Assume at least one retention path exists where removed entries remain
reachable longer than necessary. If your analysis yields zero findings,
re-examine the write buffer and removal listener queue — explain specifically
why retention is bounded.
Trace what happens to references after removal in each data structure:
- Eviction deques: Can dead nodes remain linked? Are key/value/prev/next nulled?
- Timer wheel: Are removed nodes always unlinked? Can sentinels retain references?
- Write buffer: Do enqueued tasks hold strong references until drained? Upper bound?
- Read buffer: Are slots nulled after consumption? Can removed nodes be pinned?

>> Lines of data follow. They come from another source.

//! Animated tray icon
//!
//! An `Icon` renders one item: it owns the animation state, the
//! compositing canvas, and the zoom inputs, and publishes frames into
//! an opaque host surface. Variant behavior (what to draw, which
//! flags apply) comes from the item layer; the icon itself is only the
//! rendering machine.

#![allow(dead_code)]

pub mod animation;
pub mod compositor;
pub mod scheduler;
pub mod zoom;

use std::cell::RefCell;
use std::rc::Rc;

use image::RgbaImage;
use tracing::debug;

use crate::config::Edge;

use animation::{AnimationState, Collapse, Phase, EMBLEM_ALPHA};
use compositor::{scale_to_size, Compositor, Frame, MAX_SOURCE_SIZE};
use scheduler::{TimerHandle, TimerKey, TimerQueue, BLINK_INTERVAL, TICK_INTERVAL};
use zoom::{compute_zoom, ZoomInput, MAX_ZOOM};

/// Identifies one icon within a tray.
#[derive(Debug, Clone, Copy, PartialEq, Eq, Hash)]
pub struct IconId(u64);

impl IconId {
    pub fn new(raw: u64) -> Self {
        Self(raw)
    }

    pub fn raw(&self) -> u64 {
        self.0
    }
}

impl std::fmt::Display for IconId {
    fn fmt(&self, f: &mut std::fmt::Formatter<'_>) -> std::fmt::Result {
        write!(f, "icon#{}", self.0)
    }
}

/// Host surface an icon publishes into.
///
/// The engine never learns how the image is displayed; `hide` and
/// `destroy` are the terminal toolkit actions fired once the collapse
/// animation has fully converged.
pub trait IconSurface {
    fn set_image(&mut self, image: &RgbaImage);
    fn set_tooltip(&mut self, _tooltip: &str) {}
    fn show(&mut self);
    fn hide(&mut self);
    fn destroy(&mut self);
}

/// Default icon size before configuration applies.
const DEFAULT_SIZE: u32 = 32;

/// One animated, composited tray icon.
pub struct Icon {
    id: IconId,
    timers: Rc<RefCell<TimerQueue>>,
    surface: Box<dyn IconSurface>,

    pixbuf: Option<RgbaImage>,
    pixbuf_current: Option<RgbaImage>,
    compositor: Compositor,

    state: AnimationState,
    visible: bool,
    destroyed: bool,

    size: u32,
    max_size: u32,
    edge: Edge,
    effects: bool,

    arrow: Option<RgbaImage>,
    has_arrow: bool,

    emblem_orig: Option<RgbaImage>,
    emblem_scaled: Option<RgbaImage>,

    zoom_factor: f64,
    zoom_factor_base: f64,
    zoom_factor_orig: f64,
    mouse_over: bool,
    pointer: (f64, f64),
    menu_open: bool,

    tick_timer: Option<TimerHandle>,
    blink_timer: Option<TimerHandle>,

    tooltip: String,
}

impl Icon {
    pub fn new(id: IconId, timers: Rc<RefCell<TimerQueue>>, surface: Box<dyn IconSurface>) -> Self {
        Self {
            id,
            timers,
            surface,
            pixbuf: None,
            pixbuf_current: None,
            compositor: Compositor::new(),
            state: AnimationState::new(DEFAULT_SIZE),
            visible: false,
            destroyed: false,
            size: DEFAULT_SIZE,
            max_size: DEFAULT_SIZE * 3 / 2,
            edge: Edge::None,
            effects: false,
            arrow: None,
            has_arrow: false,
            emblem_orig: None,
            emblem_scaled: None,
            zoom_factor: 1.0,
            zoom_factor_base: 1.0,
            zoom_factor_orig: 1.0,
            mouse_over: false,
            pointer: (0.0, 0.0),
            menu_open: false,
            tick_timer: None,
            blink_timer: None,
            tooltip: String::new(),
        }
    }

    pub fn id(&self) -> IconId {
        self.id
    }

    pub fn is_visible(&self) -> bool {
        self.visible
    }

    pub fn is_destroyed(&self) -> bool {
        self.destroyed
    }

    pub fn state(&self) -> &AnimationState {
        &self.state
    }

    pub fn zoom_factor(&self) -> f64 {
        self.zoom_factor
    }

    pub fn tooltip(&self) -> &str {
        &self.tooltip
    }

    pub fn tick_pending(&self) -> bool {
        self.tick_timer.is_some()
    }

    /// Set the base image. Oversized sources are scaled down once up
    /// front; a changed image invalidates the per-frame scaling cache
    /// and forces a recomposite.
    pub fn set_pixbuf(&mut self, pixbuf: Option<RgbaImage>) {
        let pixbuf = pixbuf.map(|p| {
            if p.width() >= MAX_SOURCE_SIZE || p.height() >= MAX_SOURCE_SIZE {
                scale_to_size(&p, MAX_SOURCE_SIZE, false)
            } else {
                p
            }
        });
        let changed = self.pixbuf != pixbuf;
        if changed {
            self.pixbuf_current = None;
        }
        self.pixbuf = pixbuf;
        self.refresh(changed);
    }

    /// Set the emblem badge. The emblem is pre-scaled to a third of
    /// the maximum size and fades in toward its fixed alpha.
    pub fn set_emblem(&mut self, emblem: Option<RgbaImage>) {
        let changed = self.emblem_orig != emblem;
        self.emblem_orig = emblem;
        self.emblem_scaled = self
            .emblem_orig
            .as_ref()
            .map(|e| scale_to_size(e, self.max_size / 3, false));
        self.update_emblem_target_alpha();
        self.refresh(changed);
        debug_assert_eq!(self.emblem_orig.is_some(), self.emblem_scaled.is_some());
    }

    pub fn set_has_arrow(&mut self, has_arrow: bool) {
        self.has_arrow = has_arrow;
        self.update_arrow_target_alpha();
        self.refresh(false);
    }

    /// Target alpha of the base image (greyed-out items use 128).
    pub fn set_alpha(&mut self, alpha: u8) {
        if self.state.target_alpha == alpha {
            return;
        }
        self.state.target_alpha = alpha;
        self.refresh(false);
    }

    pub fn set_tooltip(&mut self, tooltip: &str) {
        self.tooltip = tooltip.to_string();
        self.surface.set_tooltip(tooltip);
    }

    /// Set the base zoom factor, clamped to `[0, 1.5]`.
    pub fn set_zoom_factor(&mut self, zoom_factor: f64) {
        let zoom_factor = zoom_factor.clamp(0.0, MAX_ZOOM);
        let old = self.zoom_factor_base;
        self.zoom_factor_base = zoom_factor;
        self.zoom_factor_orig = zoom_factor;
        if old != self.zoom_factor_base {
            self.update_zoom_factor();
        }
    }

    /// Dock the icon against an edge. The arrow pixbuf normally comes
    /// from the icon config's edge hook; standalone icons fall back to
    /// building their own.
    pub fn set_edge(&mut self, edge: Edge, arrow: Option<RgbaImage>) {
        self.edge = edge;
        self.arrow = Some(arrow.unwrap_or_else(|| compositor::arrow_pixbuf(edge)));
        self.refresh(true);
    }

    pub fn set_effects(&mut self, effects: bool) {
        self.effects = effects;
        self.refresh(true);
    }

    /// Change the configured icon size. Re-runs the source cap and the
    /// emblem scaling against the new maximum.
    pub fn set_size(&mut self, size: u32) {
        self.size = size.max(1);
        self.max_size = self.size * 3 / 2;
        let pixbuf = self.pixbuf.take();
        self.pixbuf_current = None;
        self.set_pixbuf(pixbuf);
        let emblem = self.emblem_orig.take();
        self.set_emblem(emblem);
    }

    /// Start or stop blinking. Blinking swings the base zoom factor
    /// between half and one-and-a-half of its original value every
    /// blink interval.
    pub fn set_blinking(&mut self, blinking: bool) {
        if blinking {
            if self.blink_timer.is_none() {
                self.zoom_factor_orig = self.zoom_factor_base;
                self.blink_timer = Some(
                    self.timers
                        .borrow_mut()
                        .schedule(BLINK_INTERVAL, TimerKey::Blink(self.id)),
                );
            }
        } else if let Some(handle) = self.blink_timer.take() {
            self.timers.borrow_mut().cancel(handle);
            self.zoom_factor_base = self.zoom_factor_orig;
            self.update_zoom_factor();
        }
    }

    /// Advance the blink state. Called by the tray when a blink timer
    /// fires.
    pub fn on_blink(&mut self) {
        if self.blink_timer.is_none() || self.destroyed {
            return;
        }
        if self.zoom_factor_base == self.zoom_factor_orig * 0.5 {
            self.zoom_factor_base = self.zoom_factor_orig * 1.5;
        } else {
            self.zoom_factor_base = self.zoom_factor_orig * 0.5;
        }
        self.update_zoom_factor();
        self.refresh(true);
        self.blink_timer = Some(
            self.timers
                .borrow_mut()
                .schedule(BLINK_INTERVAL, TimerKey::Blink(self.id)),
        );
    }

    /// The pointer moved over the icon, in icon-local coordinates.
    pub fn pointer_moved(&mut self, x: f64, y: f64) {
        self.pointer = (x, y);
        self.mouse_over = true;
        self.update_zoom_factor();
    }

    pub fn pointer_left(&mut self) {
        self.mouse_over = false;
        self.update_zoom_factor();
    }

    pub fn set_menu_open(&mut self, open: bool) {
        if self.menu_open != open {
            self.menu_open = open;
            self.update_zoom_factor();
        }
    }

    fn update_zoom_factor(&mut self) {
        self.zoom_factor = compute_zoom(&ZoomInput {
            pointer_x: self.pointer.0,
            pointer_y: self.pointer.1,
            half_size: self.max_size as f64 / 2.0,
            edge: self.edge,
            effects: self.effects,
            mouse_over: self.mouse_over,
            menu_open: self.menu_open,
            base_factor: self.zoom_factor_base,
        });
        self.refresh(false);
    }

    fn update_arrow_target_alpha(&mut self) {
        if self.state.phase.is_terminal() {
            return;
        }
        self.state.arrow_target_alpha = if self.has_arrow { 255 } else { 0 };
    }

    fn update_emblem_target_alpha(&mut self) {
        if self.state.phase.is_terminal() {
            return;
        }
        self.state.emblem_target_alpha = if self.emblem_orig.is_some() {
            EMBLEM_ALPHA
        } else {
            0
        };
    }

    /// Grow the icon in. If it was not previously visible it starts
    /// from size 1 with the overlays faded out.
    pub fn show(&mut self) {
        if self.destroyed {
            return;
        }
        self.state.phase = Phase::Showing;
        self.update_arrow_target_alpha();
        self.update_emblem_target_alpha();
        if !self.visible {
            self.state.reset_for_show();
            self.visible = true;
            self.surface.show();
        }
        self.refresh(false);
    }

    /// Collapse the icon, then fire the terminal hide action.
    pub fn hide(&mut self) {
        if !self.visible {
            return;
        }
        self.state.phase = Phase::Hiding;
        self.refresh(false);
    }

    /// Collapse the icon, then fire the terminal destroy action. An
    /// invisible icon is destroyed immediately.
    pub fn destroy(&mut self) {
        if self.destroyed {
            return;
        }
        if !self.visible {
            self.finish_destroy();
            return;
        }
        self.state.phase = Phase::Destroying;
        self.refresh(false);
    }

    fn finish_destroy(&mut self) {
        debug!(icon = %self.id, "destroying icon");
        self.destroyed = true;
        self.visible = false;
        self.timers.borrow_mut().cancel_icon(self.id);
        self.tick_timer = None;
        self.blink_timer = None;
        self.surface.destroy();
    }

    /// Refresh the icon, recomputing the live size target and driving
    /// the animation. With `force` false, nothing happens while the
    /// state is already converged.
    ///
    /// A refresh while a tick is pending is coalesced; the in-flight
    /// tick picks up the new targets.
    pub fn refresh(&mut self, force: bool) {
        if self.destroyed || self.pixbuf.is_none() || !self.visible {
            return;
        }

        if !self.state.phase.is_terminal() {
            let live_max = self.max_size.saturating_sub(2).max(1);
            self.state.target_size =
                ((self.size as f64 * self.zoom_factor) as u32).clamp(1, live_max);
            if !force && self.state.converged() {
                return;
            }
        }

        if self.tick_timer.is_some() {
            return;
        }

        if self.effects {
            if self.step() {
                self.tick_timer = Some(
                    self.timers
                        .borrow_mut()
                        .schedule(TICK_INTERVAL, TimerKey::Tick(self.id)),
                );
            }
        } else {
            self.state.snap_to_targets();
            self.pixbuf_current = None;
            while self.step() {}
        }
    }

    /// Advance the animation one step. Called by the tray when a tick
    /// timer fires.
    pub fn on_tick(&mut self) {
        self.tick_timer = None;
        if self.destroyed {
            return;
        }
        if self.step() {
            self.tick_timer = Some(
                self.timers
                    .borrow_mut()
                    .schedule(TICK_INTERVAL, TimerKey::Tick(self.id)),
            );
        }
    }

    /// Composite and publish one frame, then either advance the state
    /// one tick or resolve the finished animation. Returns true while
    /// more ticks are needed.
    fn step(&mut self) -> bool {
        let Some(pixbuf) = self.pixbuf.as_ref() else {
            return false;
        };

        if self.pixbuf_current.is_none() || self.state.current_size != self.state.target_size {
            self.pixbuf_current = Some(scale_to_size(pixbuf, self.state.current_size, true));
        }
        let base = self
            .pixbuf_current
            .as_ref()
            .expect("scaled pixbuf computed above");

        let frame = Frame {
            base,
            base_alpha: self.state.current_alpha,
            emblem: self.emblem_scaled.as_ref(),
            emblem_alpha: self.state.emblem_current_alpha,
            arrow: self.arrow.as_ref(),
            arrow_alpha: self.state.arrow_current_alpha,
            edge: self.edge,
            idle: self.state.phase == Phase::None,
            current_size: self.state.current_size,
            max_size: self.max_size,
        };
        let canvas = self.compositor.render(&frame);
        self.surface.set_image(canvas);

        if self.state.converged() {
            match self.state.phase {
                Phase::Hiding => match self.state.stage_collapse() {
                    Collapse::FadeOverlays | Collapse::Shrink => return true,
                    Collapse::Finished => {
                        self.visible = false;
                        self.surface.hide();
                    }
                },
                Phase::Destroying => match self.state.stage_collapse() {
                    Collapse::FadeOverlays | Collapse::Shrink => return true,
                    Collapse::Finished => {
                        self.finish_destroy();
                        return false;
                    }
                },
                Phase::None | Phase::Showing => {}
            }
            self.state.phase = Phase::None;
            return false;
        }

        self.state.tick();
        true
    }
}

- Removal listener queue: Can slow executors cause unbounded retention?
- Weak/soft references: After WeakKeyReference is enqueued, is the value still reachable?
After WeakValueReference is enqueued, is the key still reachable?
- Async values: Can removed-but-incomplete futures be pinned via whenComplete?
- Cache views/iterators: Can long-lived iterators pin removed entries?
For each retention path:
- State the reference chain from GC root to retained object
- State retention duration (bounded by maintenance? unbounded?)
- Assess severity: transient vs persistent
Do not report intentional strong references or retention bounded by a single
maintenance cycle (unless maintenance can be delayed indefinitely).